(Dataset entries)
○ ○ ○ ○
use crate::config::types::{Config, CrawlerConfig, FacetConfig, FacetValueConfig, SiteConfig};
use crate::ConfigError;
use std::collections::HashSet;
use url::Url;

/// Validates the entire configuration
pub fn validate(config: &Config) -> Result<(), ConfigError> {
    validate_crawler_config(&config.crawler)?;
    validate_site_config(&config.site)?;
    validate_facets(&config.facets)?;
    Ok(())
}

/// Validates crawler configuration
fn validate_crawler_config(config: &CrawlerConfig) -> Result<(), ConfigError> {
    if config.workers < 1 || config.workers > 64 {
        return Err(ConfigError::Validation(format!(
            "workers must be between 1 and 64, got {}",
            config.workers
        )));
    }

    if config.page_size < 1 {
        return Err(ConfigError::Validation(
            "page-size must be >= 1".to_string(),
        ));
    }

    if config.max_pages < 1 {
        return Err(ConfigError::Validation(
            "max-pages must be >= 1".to_string(),
        ));
    }

    if config.jitter_min_ms > config.jitter_max_ms {
        return Err(ConfigError::Validation(format!(
            "jitter-min-ms ({}) must not exceed jitter-max-ms ({})",
            config.jitter_min_ms, config.jitter_max_ms
        )));
    }

    if config.retry_budget < 1 {
        return Err(ConfigError::Validation(
            "retry-budget must be >= 1".to_string(),
        ));
    }

    if config.request_timeout_ms < 100 {
        return Err(ConfigError::Validation(format!(
            "request-timeout-ms must be >= 100ms, got {}ms",
            config.request_timeout_ms
        )));
    }

    if config.stall_interval_ms < 100 {
        return Err(ConfigError::Validation(format!(
            "stall-interval-ms must be >= 100ms, got {}ms",
            config.stall_interval_ms
        )));
    }

    if config.stall_samples < 1 {
        return Err(ConfigError::Validation(
            "stall-samples must be >= 1".to_string(),
        ));
    }

    if config.progress_interval_ms < 100 {
        return Err(ConfigError::Validation(format!(
            "progress-interval-ms must be >= 100ms, got {}ms",
            config.progress_interval_ms
        )));
    }

    Ok(())
}

/// Validates site configuration
fn validate_site_config(config: &SiteConfig) -> Result<(), ConfigError> {
    if config.kind.is_empty() {
        return Err(ConfigError::Validation(
            "site kind cannot be empty".to_string(),
        ));
    }

    let url = Url::parse(&config.base_url)
        .map_err(|e| ConfigError::InvalidUrl(format!("Invalid base-url: {}", e)))?;

    if url.scheme() != "https" && url.scheme() != "http" {
        return Err(ConfigError::InvalidUrl(format!(
            "base-url '{}' must use http or https",
            config.base_url
        )));
    }

    if config.user_agent.trim().is_empty() {
        return Err(ConfigError::Validation(
            "user-agent cannot be empty".to_string(),
        ));
    }

    if let Some(referer) = &config.referer {
        Url::parse(referer)
            .map_err(|e| ConfigError::InvalidUrl(format!("Invalid referer: {}", e)))?;
    }

    Ok(())
}

/// Validates the facet ladder
///
/// Level names must be unique. An enumerated level needs at least one value;
/// a refining level must point at an earlier enumerated level and carry no
/// values of its own.
fn validate_facets(facets: &[FacetConfig]) -> Result<(), ConfigError> {
    let mut seen: HashSet<&str> = HashSet::new();

    for facet in facets {
        if facet.name.trim().is_empty() {
            return Err(ConfigError::InvalidFacet(
                "facet name cannot be empty".to_string(),
            ));
        }

        match &facet.refines {
            Some(parent) => {
                if !facet.values.is_empty() {
                    return Err(ConfigError::InvalidFacet(format!(
                        "refining facet '{}' cannot declare its own values",
                        facet.name
                    )));
                }

                let parent_level = facets
                    .iter()
                    .take_while(|f| f.name != facet.name)
                    .find(|f| &f.name == parent);

                match parent_level {
                    Some(p) if p.refines.is_none() => {}
                    Some(_) => {
                        return Err(ConfigError::InvalidFacet(format!(
                            "facet '{}' refines '{}', which is itself a refining level",
                            facet.name, parent
                        )));
                    }
                    None => {
                        return Err(ConfigError::InvalidFacet(format!(
                            "facet '{}' refines unknown or later level '{}'",
                            facet.name, parent
                        )));
                    }
                }
            }
            None => {
                if facet.values.is_empty() {
                    return Err(ConfigError::InvalidFacet(format!(
                        "facet '{}' must declare at least one value",
                        facet.name
                    )));
                }
                ensure_unique_labels(&facet.name, &facet.values)?;
                for value in &facet.values {
                    validate_facet_value(&facet.name, value)?;
                }
            }
        }

        if !seen.insert(facet.name.as_str()) {
            return Err(ConfigError::InvalidFacet(format!(
                "duplicate facet name '{}'",
                facet.name
            )));
        }
    }

    Ok(())
}

fn validate_facet_value(facet: &str, value: &FacetValueConfig) -> Result<(), ConfigError> {
    if value.label.trim().is_empty() {
        return Err(ConfigError::InvalidFacet(format!(
            "facet '{}' has a value with an empty label",
            facet
        )));
    }

    if value.params.is_empty() {
        return Err(ConfigError::InvalidFacet(format!(
            "facet '{}' value '{}' sets no parameters",
            facet, value.label
        )));
    }

    ensure_unique_labels(facet, &value.children)?;
    for child in &value.children {
        validate_facet_value(facet, child)?;
    }

    Ok(())
}

/// Sibling values must be distinguishable in provenance labels
fn ensure_unique_labels(facet: &str, values: &[FacetValueConfig]) -> Result<(), ConfigError> {
    let mut seen: HashSet<&str> = HashSet::new();
    for value in values {
        if !seen.insert(value.label.as_str()) {
            return Err(ConfigError::InvalidFacet(format!(
                "facet '{}' declares value '{}' more than once",
                facet, value.label
            )));
        }
    }
    Ok(())
}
○ ○ ○ ○
Work required: The answer must consist of every line in the records above that contains the word "FacetValueConfig".

Exercise answer:
use crate::config::types::{Config, CrawlerConfig, FacetConfig, FacetValueConfig, SiteConfig};
fn validate_facet_value(facet: &str, value: &FacetValueConfig) -> Result<(), ConfigError> {
fn ensure_unique_labels(facet: &str, values: &[FacetValueConfig]) -> Result<(), ConfigError> {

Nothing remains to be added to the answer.